Oil Sketches

So, obviously I was feeling a bit spun around after that last critique. New strategy is to work out the color schemes, and in particular to determine what will be the background color. Perhaps background color is too simple a term—basically I’m not looking for a monotone hue, but rather something that I cannot only label, but push to warms and cools, darks and lights. I did three quick oil sketches with potential background hues on Friday. Three paintings in one day, I guess that’s a record for me. It is very important to be able to do these quick sketches and to allow oneself to have the confidence to make something which is not finished and aesthetic. I learned quite a lot in doing these sketches, and I would admonish any artist out there to work at getting good at developing the facility of the oil sketch. It will be an invaluable skill.

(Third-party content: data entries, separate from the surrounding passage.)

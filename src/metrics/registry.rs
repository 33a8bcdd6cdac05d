//! Registers every phase's metrics and detects name conflicts early

use crate::metrics::{ConformanceMetrics, MetricDoc, ModelMetrics, PhaseMetrics, PipelineMetrics};
use std::collections::HashMap;
use tracing::{info, warn};

pub fn register_all_metrics() {
    let all_metrics = collect_documentation(true);
    info!("Registered {} total metrics across all phases", all_metrics.len());

    if std::env::var("RETAIL_METRICS_DEBUG").is_ok() {
        log_metrics_summary(&all_metrics);
    }
}

/// Documentation for every metric, keyed by name; optionally registers them too
pub fn collect_documentation(register: bool) -> HashMap<&'static str, (&'static str, MetricDoc)> {
    let mut all_metrics = HashMap::new();
    add_phase::<ConformanceMetrics>(&mut all_metrics, register);
    add_phase::<ModelMetrics>(&mut all_metrics, register);
    add_phase::<PipelineMetrics>(&mut all_metrics, register);
    all_metrics
}

fn add_phase<T: PhaseMetrics>(
    all_metrics: &mut HashMap<&'static str, (&'static str, MetricDoc)>,
    register: bool,
) {
    if register {
        T::register_metrics();
    }
    let phase_name = T::phase_name();
    for doc in T::metrics_documentation() {
        let named_phase = extract_phase_from_metric_name(doc.name);
        if named_phase != phase_name {
            warn!(
                "Metric '{}' is documented by phase '{}' but named for phase '{}'; skipping",
                doc.name, phase_name, named_phase
            );
        } else if let Some((owner, _)) = all_metrics.get(doc.name) {
            warn!(
                "Metric name conflict detected: '{}' is defined in both '{}' and '{}'",
                doc.name, owner, phase_name
            );
        } else {
            all_metrics.insert(doc.name, (phase_name, doc));
        }
    }
}

fn log_metrics_summary(all_metrics: &HashMap<&'static str, (&'static str, MetricDoc)>) {
    let mut names: Vec<&&str> = all_metrics.keys().collect();
    names.sort();
    for name in names {
        let (phase, doc) = &all_metrics[*name];
        info!("  - [{}] {} ({:?}): {}", phase, doc.name, doc.metric_type, doc.help);
    }
}

/// Phase segment of a metric name ("retail_model_table_rows" -> "model")
pub fn extract_phase_from_metric_name(metric_name: &str) -> &str {
    metric_name
        .strip_prefix("retail_")
        .and_then(|rest| rest.split('_').next())
        .filter(|phase| !phase.is_empty())
        .unwrap_or("unknown")
}
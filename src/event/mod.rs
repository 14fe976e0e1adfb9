//! Terminal input events.
//!
//! Raw stdin is read on a dedicated thread so the supervisor's event loop is
//! never blocked by a pending read. Chunks are delivered in the order they
//! were read through a bounded channel.
//!
//! # Submodules
//!
//! - `keys`: decoding raw chunks into key events, kill-gesture detection

pub mod keys;

use std::io::{Read, Result};
use std::thread;

use tokio::sync::mpsc::{self, Receiver};

pub use keys::{decode_keys, is_kill_gesture};

// Keystrokes are small; a paste can fill one read
const INPUT_READ_BUFFER: usize = 4096;
const INPUT_CHANNEL_CAPACITY: usize = 64;

/// A source of raw input chunks for the keypress listener.
///
/// Opening the source starts delivery. The supervisor opens it only once the
/// child is running, so nothing is consumed from stdin while the selector
/// prompt owns the terminal.
pub trait InputSource {
    fn open(&mut self) -> Receiver<Result<Vec<u8>>>;
}

/// Reads the process's own stdin.
#[derive(Debug, Default)]
pub struct StdinSource;

impl InputSource for StdinSource {
    /// Spawns the reader thread.
    ///
    /// The thread exits on EOF, on a read error (after forwarding it), or as
    /// soon as the receiver has been dropped.
    fn open(&mut self) -> Receiver<Result<Vec<u8>>> {
        let (tx, rx) = mpsc::channel(INPUT_CHANNEL_CAPACITY);
        thread::spawn(move || {
            let mut stdin = std::io::stdin();
            let mut buf = [0u8; INPUT_READ_BUFFER];
            loop {
                match stdin.read(&mut buf) {
                    Ok(0) => break,
                    Ok(n) => {
                        if tx.blocking_send(Ok(buf[..n].to_vec())).is_err() {
                            break;
                        }
                    }
                    Err(e) if e.kind() == std::io::ErrorKind::Interrupted => continue,
                    Err(e) => {
                        if tx.blocking_send(Err(e)).is_err() {
                            tracing::debug!("Input receiver dropped before read error was delivered");
                        }
                        break;
                    }
                }
            }
        });
        rx
    }
}

/// An input source backed by an existing channel.
///
/// Used where input is produced in-process rather than read from stdin.
#[derive(Debug)]
pub struct ChannelSource {
    rx: Option<Receiver<Result<Vec<u8>>>>,
}

impl ChannelSource {
    pub fn new(rx: Receiver<Result<Vec<u8>>>) -> Self {
        Self { rx: Some(rx) }
    }
}

impl InputSource for ChannelSource {
    /// Hands out the wrapped receiver. A second open yields a closed channel.
    fn open(&mut self) -> Receiver<Result<Vec<u8>>> {
        self.rx.take().unwrap_or_else(|| mpsc::channel(1).1)
    }
}

#[cfg(test)]
mod tests {
    use super::*;

    #[tokio::test]
    async fn test_channel_source_delivers_in_order() -> anyhow::Result<()> {
        let (tx, rx) = mpsc::channel(4);
        let mut source = ChannelSource::new(rx);
        let mut opened = source.open();

        tx.send(Ok(b"ab".to_vec())).await?;
        tx.send(Ok(b"c".to_vec())).await?;
        drop(tx);

        let mut received = Vec::new();
        while let Some(Ok(chunk)) = opened.recv().await {
            received.extend(chunk);
        }
        assert_eq!(received, b"abc");
        Ok(())
    }

    #[tokio::test]
    async fn test_channel_source_second_open_is_closed() {
        let (_tx, rx) = mpsc::channel(1);
        let mut source = ChannelSource::new(rx);
        let _first = source.open();
        let mut second = source.open();
        assert!(second.recv().await.is_none());
    }
}
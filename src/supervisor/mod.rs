//! Process supervision.
//!
//! The supervisor runs exactly one child process to completion. While the
//! child runs, a [`KeypressListener`] owns the terminal and relays input to
//! it. Every way a run can end (child exit, kill gesture, termination signal,
//! spawn or orchestration failure) is reported as a [`TerminationReason`],
//! and the listener is always disposed before `run` returns.

mod child;
mod dispose;
mod listener;
mod signals;

use std::io;
use std::os::unix::process::ExitStatusExt;
use std::process::ExitStatus;

use crossterm::event::KeyEvent;
use tokio::sync::mpsc::UnboundedSender;
use tracing::{error, info, trace};

use crate::event::{InputSource, StdinSource};
use crate::selector::EntryPoint;
use crate::terminal::{self, SharedTerminal, StdinTerminal, TerminalMode};

pub use child::{ChildProcessHandle, signal_name};
pub use dispose::{DisposeGuard, DisposeHandle};
pub use listener::{KeypressHandler, KeypressListener, ListenerEvent};
pub use signals::{SignalScope, TermSignal};

/// Why a supervised run ended.
#[derive(Debug)]
pub enum TerminationReason {
    /// The child exited on its own with this code.
    NormalExit(i32),
    /// The child was terminated by this signal number.
    SignalExit(i32),
    /// The child could not be started, or waiting on it failed.
    SpawnError(io::Error),
    /// A kill gesture was typed.
    KillRequested,
    /// The supervisor received a termination signal.
    Interrupted(TermSignal),
    /// Orchestrating the run failed.
    FatalUncaught(anyhow::Error),
}

impl TerminationReason {
    /// The code the supervisor process should exit with.
    pub fn exit_code(&self) -> i32 {
        match self {
            TerminationReason::NormalExit(code) => *code,
            TerminationReason::SignalExit(_) => 0,
            TerminationReason::SpawnError(_) => 1,
            TerminationReason::KillRequested => 0,
            TerminationReason::Interrupted(_) => 0,
            TerminationReason::FatalUncaught(_) => 1,
        }
    }

    /// Completion of the run: `Ok` only when the child exited with code 0,
    /// or when the user asked for the run to stop.
    pub fn into_result(self) -> Result<(), SupervisorError> {
        match self {
            TerminationReason::NormalExit(0)
            | TerminationReason::KillRequested
            | TerminationReason::Interrupted(_) => Ok(()),
            TerminationReason::NormalExit(code) => Err(SupervisorError::ChildFailed(code)),
            TerminationReason::SignalExit(signo) => Err(SupervisorError::ChildSignaled(signo)),
            TerminationReason::SpawnError(e) => Err(SupervisorError::Spawn(e)),
            TerminationReason::FatalUncaught(e) => Err(SupervisorError::Fatal(e)),
        }
    }
}

#[derive(Debug, thiserror::Error)]
pub enum SupervisorError {
    #[error("Child process exited with code {0}")]
    ChildFailed(i32),
    #[error("Child process was killed with signal {}", signal_name(*.0))]
    ChildSignaled(i32),
    #[error("Failed to start child process: {0}")]
    Spawn(#[source] io::Error),
    #[error(transparent)]
    Fatal(#[from] anyhow::Error),
}

/// Runs one child at a time with terminal input relayed to it.
pub struct Supervisor {
    terminal: SharedTerminal,
    input: Box<dyn InputSource + Send>,
    route_panics: bool,
}

impl Default for Supervisor {
    fn default() -> Self {
        Self::new()
    }
}

impl Supervisor {
    /// A supervisor bound to the process's own stdin. Panics during a run are
    /// routed to cleanup.
    pub fn new() -> Self {
        Self {
            terminal: terminal::shared(StdinTerminal::new()),
            input: Box::new(StdinSource),
            route_panics: true,
        }
    }

    /// A supervisor with explicit terminal and input. Panics are left to the
    /// existing hook.
    pub fn with_io(
        terminal: impl TerminalMode + 'static,
        input: impl InputSource + Send + 'static,
    ) -> Self {
        Self {
            terminal: terminal::shared(terminal),
            input: Box::new(input),
            route_panics: false,
        }
    }

    /// Spawns the entry point and supervises it until it ends.
    pub async fn run(&mut self, entry: &EntryPoint) -> TerminationReason {
        let mut child = match ChildProcessHandle::spawn(entry) {
            Ok(child) => child,
            Err(e) => {
                error!("Failed to start child process: {}", e);
                eprintln!("Failed to start child process: {}", e);
                return TerminationReason::SpawnError(e);
            }
        };

        let dispose = DisposeHandle::new();
        // Restores the terminal even if supervision unwinds
        let _guard = dispose.guard();

        let reason = match self.supervise(&mut child, &dispose).await {
            Ok(reason) => reason,
            Err(e) => {
                dispose.dispose();
                error!("Supervision failed: {:#}", e);
                eprintln!("{:#}", e);
                TerminationReason::FatalUncaught(e)
            }
        };

        dispose.dispose();
        reason
    }

    async fn supervise(
        &mut self,
        child: &mut ChildProcessHandle,
        dispose: &DisposeHandle,
    ) -> anyhow::Result<TerminationReason> {
        let relay = ChildInput {
            pid: child.pid(),
            forward: child.forward_stdin(),
        };
        let mut listener = KeypressListener::install(
            self.terminal.clone(),
            self.input.as_mut(),
            dispose,
            relay,
            self.route_panics,
        )?;

        tokio::select! {
            status = child.wait() => {
                dispose.dispose();
                Ok(match status {
                    Ok(status) => report_exit(status),
                    Err(e) => {
                        error!("Child process failed: {}", e);
                        eprintln!("Child process failed: {}", e);
                        TerminationReason::SpawnError(e)
                    }
                })
            }
            event = listener.next_event() => {
                dispose.dispose();
                Ok(match event {
                    ListenerEvent::Kill => {
                        info!("kill gesture received; child signalled");
                        TerminationReason::KillRequested
                    }
                    ListenerEvent::Signal(signal) => {
                        info!(%signal, "termination signal received");
                        TerminationReason::Interrupted(signal)
                    }
                })
            }
        }
    }
}

fn report_exit(status: ExitStatus) -> TerminationReason {
    if let Some(code) = status.code() {
        info!(code, "child process exited");
        println!("Child process exited with code {}", code);
        TerminationReason::NormalExit(code)
    } else if let Some(signo) = status.signal() {
        let name = signal_name(signo);
        info!(signal = %name, "child process killed");
        println!("Child process was killed with signal {}", name);
        TerminationReason::SignalExit(signo)
    } else {
        TerminationReason::NormalExit(0)
    }
}

/// Relays listener callbacks to the running child.
struct ChildInput {
    pid: Option<u32>,
    forward: Option<UnboundedSender<Vec<u8>>>,
}

impl KeypressHandler for ChildInput {
    fn on_key_press(&mut self, key: &KeyEvent) {
        trace!(?key, "key press");
    }

    fn on_forward_chunk(&mut self, chunk: &[u8]) {
        let closed = self
            .forward
            .as_ref()
            .is_some_and(|tx| tx.send(chunk.to_vec()).is_err());
        if closed {
            self.forward = None;
        }
    }

    fn on_kill(&mut self) {
        child::terminate(self.pid);
    }

    fn on_input_closed(&mut self) {
        // Dropping the sender closes the child's stdin
        self.forward = None;
    }
}

#[cfg(test)]
mod tests {
    use super::*;
    use crate::event::ChannelSource;
    use crate::terminal::testing::RecordingTerminal;
    use std::path::PathBuf;
    use std::time::Duration;
    use tempfile::TempDir;
    use tokio::sync::mpsc;

    type Input = mpsc::Sender<io::Result<Vec<u8>>>;

    /// An exercise directory whose entry is a shell script run by `/bin/sh`.
    fn script_entry(body: &str) -> anyhow::Result<(TempDir, EntryPoint)> {
        let dir = tempfile::tempdir()?;
        let entry_file = dir.path().join("main.sh");
        std::fs::write(&entry_file, body)?;
        let entry = EntryPoint {
            working_dir: dir.path().to_path_buf(),
            entry_file,
            runner: PathBuf::from("/bin/sh"),
            env_file: None,
        };
        Ok((dir, entry))
    }

    fn supervisor() -> (Supervisor, RecordingTerminal, Input) {
        let terminal = RecordingTerminal::default();
        let (tx, rx) = mpsc::channel(8);
        let supervisor = Supervisor::with_io(terminal.clone(), ChannelSource::new(rx));
        (supervisor, terminal, tx)
    }

    async fn run_with_timeout(
        supervisor: &mut Supervisor,
        entry: &EntryPoint,
    ) -> anyhow::Result<TerminationReason> {
        Ok(tokio::time::timeout(Duration::from_secs(10), supervisor.run(entry)).await?)
    }

    #[tokio::test]
    async fn test_zero_exit_completes() -> anyhow::Result<()> {
        let (_dir, entry) = script_entry("exit 0\n")?;
        let (mut supervisor, terminal, _input) = supervisor();

        let reason = run_with_timeout(&mut supervisor, &entry).await?;

        assert!(matches!(reason, TerminationReason::NormalExit(0)));
        assert_eq!(reason.exit_code(), 0);
        assert!(reason.into_result().is_ok());

        let modes = terminal.snapshot();
        assert!(!modes.raw);
        assert_eq!(modes.enables, 1);
        assert_eq!(modes.restores, 1);
        Ok(())
    }

    #[tokio::test]
    async fn test_nonzero_exit_fails_with_code() -> anyhow::Result<()> {
        let (_dir, entry) = script_entry("exit 2\n")?;
        let (mut supervisor, terminal, _input) = supervisor();

        let reason = run_with_timeout(&mut supervisor, &entry).await?;

        assert_eq!(reason.exit_code(), 2);
        match reason.into_result() {
            Err(SupervisorError::ChildFailed(code)) => assert_eq!(code, 2),
            other => panic!("expected ChildFailed(2), got {:?}", other),
        }
        assert!(!terminal.snapshot().raw);
        Ok(())
    }

    #[tokio::test]
    async fn test_signal_exit_defaults_to_zero() -> anyhow::Result<()> {
        let (_dir, entry) = script_entry("kill -KILL $$\n")?;
        let (mut supervisor, _terminal, _input) = supervisor();

        let reason = run_with_timeout(&mut supervisor, &entry).await?;

        assert!(matches!(reason, TerminationReason::SignalExit(9)));
        assert_eq!(reason.exit_code(), 0);
        assert!(matches!(
            reason.into_result(),
            Err(SupervisorError::ChildSignaled(9))
        ));
        Ok(())
    }

    #[tokio::test]
    async fn test_spawn_error_never_engages_terminal() -> anyhow::Result<()> {
        let (_dir, mut entry) = script_entry("exit 0\n")?;
        entry.runner = PathBuf::from("/nonexistent/runner");
        let (mut supervisor, terminal, _input) = supervisor();

        let reason = run_with_timeout(&mut supervisor, &entry).await?;

        assert!(matches!(reason, TerminationReason::SpawnError(_)));
        assert_eq!(reason.exit_code(), 1);
        assert_eq!(terminal.snapshot().enables, 0);
        Ok(())
    }

    #[tokio::test]
    async fn test_input_forwarded_to_child() -> anyhow::Result<()> {
        let (dir, entry) = script_entry("read line\nprintf '%s' \"$line\" > got.txt\n")?;
        let (mut supervisor, _terminal, input) = supervisor();

        input.send(Ok(b"hel".to_vec())).await?;
        input.send(Ok(b"lo\n".to_vec())).await?;

        let reason = run_with_timeout(&mut supervisor, &entry).await?;

        assert!(matches!(reason, TerminationReason::NormalExit(0)));
        assert_eq!(std::fs::read_to_string(dir.path().join("got.txt"))?, "hello");
        Ok(())
    }

    #[tokio::test]
    async fn test_input_eof_reaches_child() -> anyhow::Result<()> {
        let (_dir, entry) = script_entry("cat > /dev/null\nexit 3\n")?;
        let (mut supervisor, _terminal, input) = supervisor();
        drop(input);

        let reason = run_with_timeout(&mut supervisor, &entry).await?;

        assert!(matches!(reason, TerminationReason::NormalExit(3)));
        Ok(())
    }

    #[tokio::test]
    async fn test_kill_gesture_stops_run() -> anyhow::Result<()> {
        let (_dir, entry) = script_entry("exec sleep 30\n")?;
        let (mut supervisor, terminal, input) = supervisor();

        input.send(Ok(b"\x03".to_vec())).await?;
        let reason = run_with_timeout(&mut supervisor, &entry).await?;

        assert!(matches!(reason, TerminationReason::KillRequested));
        assert_eq!(reason.exit_code(), 0);
        let modes = terminal.snapshot();
        assert!(!modes.raw);
        assert_eq!(modes.restores, 1);
        Ok(())
    }
}
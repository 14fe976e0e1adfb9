//! Exercise lookup on disk.
//!
//! Layout: `<exercises>/<section>/<exercise>/<candidate>/<entry file>`. An
//! identifier matches an exercise whose directory name contains it.

use std::fs;
use std::io;
use std::path::{Path, PathBuf};

/// Finds the first exercise directory whose name contains `identifier`.
///
/// Sections and exercises are visited in lexical order, and the search stops
/// at the first section with a match.
pub fn find_exercise(exercises_dir: &Path, identifier: &str) -> io::Result<Option<PathBuf>> {
    for (_, section) in subdirectories(exercises_dir)? {
        let found = subdirectories(&section)?
            .into_iter()
            .find(|(name, _)| name.contains(identifier));
        if let Some((name, path)) = found {
            tracing::debug!(section = %section.display(), exercise = %name, "exercise matched");
            return Ok(Some(path));
        }
    }
    Ok(None)
}

/// Names of the candidate implementations inside an exercise, sorted.
pub fn list_candidates(exercise_dir: &Path) -> io::Result<Vec<String>> {
    Ok(subdirectories(exercise_dir)?
        .into_iter()
        .map(|(name, _)| name)
        .collect())
}

/// Subdirectories of `dir` as `(name, path)`, sorted by name. Plain files and
/// entries with non-UTF-8 names are skipped.
fn subdirectories(dir: &Path) -> io::Result<Vec<(String, PathBuf)>> {
    let mut dirs = Vec::new();
    for entry in fs::read_dir(dir)? {
        let entry = entry?;
        if !entry.file_type()?.is_dir() {
            continue;
        }
        if let Ok(name) = entry.file_name().into_string() {
            dirs.push((name, entry.path()));
        }
    }
    dirs.sort();
    Ok(dirs)
}
//! Raw keypress listener.
//!
//! While installed, the listener owns the terminal: stdin is in raw mode, every
//! chunk read from it is decoded into key events for observation and then
//! forwarded verbatim to the child. Kill gestures and termination signals end
//! the listener's event stream.

use std::io;
use std::sync::Arc;
use std::sync::atomic::{AtomicBool, Ordering};
use std::time::{Duration, Instant};

use anyhow::{Context, Result, anyhow};
use crossterm::event::KeyEvent;
use tokio::sync::mpsc::Receiver;
use tracing::{debug, warn};

use super::DisposeHandle;
use super::signals::{SignalScope, TermSignal};
use crate::event::{InputSource, decode_keys, is_kill_gesture};
use crate::terminal::SharedTerminal;

/// How long a lone ESC chunk waits for the key it may prefix. Terminals
/// normally send `Alt+key` as one chunk; a slow link can split it.
const ESCAPE_TIMEOUT: Duration = Duration::from_millis(500);

/// Callbacks invoked by the listener for each input chunk.
pub trait KeypressHandler {
    /// Observes one decoded key. Has no influence on control flow.
    fn on_key_press(&mut self, _key: &KeyEvent) {}

    /// Receives a chunk that carried no kill gesture, byte for byte.
    fn on_forward_chunk(&mut self, chunk: &[u8]);

    /// A kill gesture was typed. Called once for the chunk carrying it.
    fn on_kill(&mut self);

    /// Input reached EOF or failed; no further chunks will arrive.
    fn on_input_closed(&mut self) {}
}

/// Why the listener's event stream ended.
#[derive(Debug, Clone, Copy, PartialEq, Eq)]
pub enum ListenerEvent {
    Kill,
    Signal(TermSignal),
}

pub struct KeypressListener<H> {
    handler: H,
    input: Option<Receiver<io::Result<Vec<u8>>>>,
    signals: SignalScope,
    active: Arc<AtomicBool>,
    // Arrival of a lone ESC chunk not yet joined with the next one
    pending_escape: Option<Instant>,
}

impl<H: KeypressHandler> KeypressListener<H> {
    /// Enables raw mode, opens the input source and registers the signal
    /// scope. Every side effect is registered on `dispose`, which undoes them
    /// in reverse: the listener is deactivated, signals released, and the
    /// terminal mode restored last.
    ///
    /// When `route_panics` is set, a panic anywhere in the process disposes
    /// and exits with code 0.
    pub fn install(
        terminal: SharedTerminal,
        source: &mut dyn InputSource,
        dispose: &DisposeHandle,
        handler: H,
        route_panics: bool,
    ) -> Result<Self> {
        terminal
            .lock()
            .map_err(|_| anyhow!("terminal lock poisoned"))?
            .enable_raw()
            .context("Failed to put stdin into raw mode")?;
        dispose.defer(move || match terminal.lock() {
            Ok(mut t) => {
                if let Err(e) = t.restore() {
                    warn!("Failed to restore terminal mode: {}", e);
                }
            }
            Err(_) => warn!("terminal lock poisoned; mode not restored"),
        });

        let signals = SignalScope::install(dispose).context("Failed to install signal handlers")?;
        if route_panics {
            signals.route_panics(dispose);
        }

        let active = Arc::new(AtomicBool::new(true));
        let flag = active.clone();
        dispose.defer(move || flag.store(false, Ordering::SeqCst));

        debug!("keypress listener installed");
        Ok(Self {
            handler,
            input: Some(source.open()),
            signals,
            active,
            pending_escape: None,
        })
    }

    fn is_active(&self) -> bool {
        self.active.load(Ordering::SeqCst)
    }

    #[cfg(test)]
    fn handler(&self) -> &H {
        &self.handler
    }

    /// Processes one raw input chunk. Returns true if it carried a kill
    /// gesture; such a chunk is not forwarded.
    ///
    /// A chunk following a lone ESC within the escape timeout is decoded as
    /// if the ESC prefixed it, so a split `Alt+C` still kills. The ESC itself
    /// has already been forwarded by then.
    ///
    /// Ignored once the listener has been disposed.
    pub fn handle_chunk(&mut self, chunk: &[u8]) -> bool {
        if !self.is_active() {
            return false;
        }

        let keys = match self.pending_escape.take() {
            Some(at) if at.elapsed() <= ESCAPE_TIMEOUT => decode_keys(&[&[0x1b_u8][..], chunk].concat()),
            _ => decode_keys(chunk),
        };
        if chunk == [0x1b] {
            self.pending_escape = Some(Instant::now());
        }
        for key in &keys {
            self.handler.on_key_press(key);
        }

        if keys.iter().any(is_kill_gesture) {
            self.handler.on_kill();
            return true;
        }

        self.handler.on_forward_chunk(chunk);
        false
    }

    /// Drives the listener until a kill gesture or a termination signal.
    ///
    /// Cancel-safe: dropping the future between chunks loses nothing.
    pub async fn next_event(&mut self) -> ListenerEvent {
        loop {
            let received = tokio::select! {
                signal = self.signals.recv() => return ListenerEvent::Signal(signal),
                received = recv_input(&mut self.input) => received,
            };

            match received {
                Some(Ok(chunk)) => {
                    if self.handle_chunk(&chunk) {
                        return ListenerEvent::Kill;
                    }
                }
                Some(Err(e)) => {
                    warn!("Failed to read input: {}", e);
                    self.close_input();
                }
                None => {
                    debug!("input reached EOF");
                    self.close_input();
                }
            }
        }
    }

    fn close_input(&mut self) {
        self.input = None;
        self.handler.on_input_closed();
    }
}

async fn recv_input(input: &mut Option<Receiver<io::Result<Vec<u8>>>>) -> Option<io::Result<Vec<u8>>> {
    match input {
        Some(rx) => rx.recv().await,
        None => std::future::pending().await,
    }
}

Here’s some shots of the sketches (they are all about 5″x7″):

This one is based on yellow ochre
DP Color Study - Yellow Ochre

This one is what I call the old-master green
DP Color Study - Old Master Green

This is a vitriolic red made from alizarine and flesh ochre (mostly)
DP Color Study - Violent Red

I’ve decided that I want to go with the yellow one. I know I can make the green one work, and as such it feels like a safe choice. It’s based on the old-master green that I love (ivory black and yellow ochre). It’s sort of my default choice when I don’t know what else to do in the background, which is another reason to avoid it. The red is obnoxious, which can be a good thing. There are some great red paintings: Sargent did a great full length portrait of a physician in a violent red robe set against bright red curtains. It can be done, but it takes a confidence that one won’t have any other issues with the painting than working out the chromatic and temperature problems of the red. I like the yellow; I also spent a good deal of time mixing out different half-tones of the yellow ocher I was using as the base, mixing it with different whites, unbleached titanium, naples yellow, burnt sienna, raw umber, sepia extra and even ultramarine violet.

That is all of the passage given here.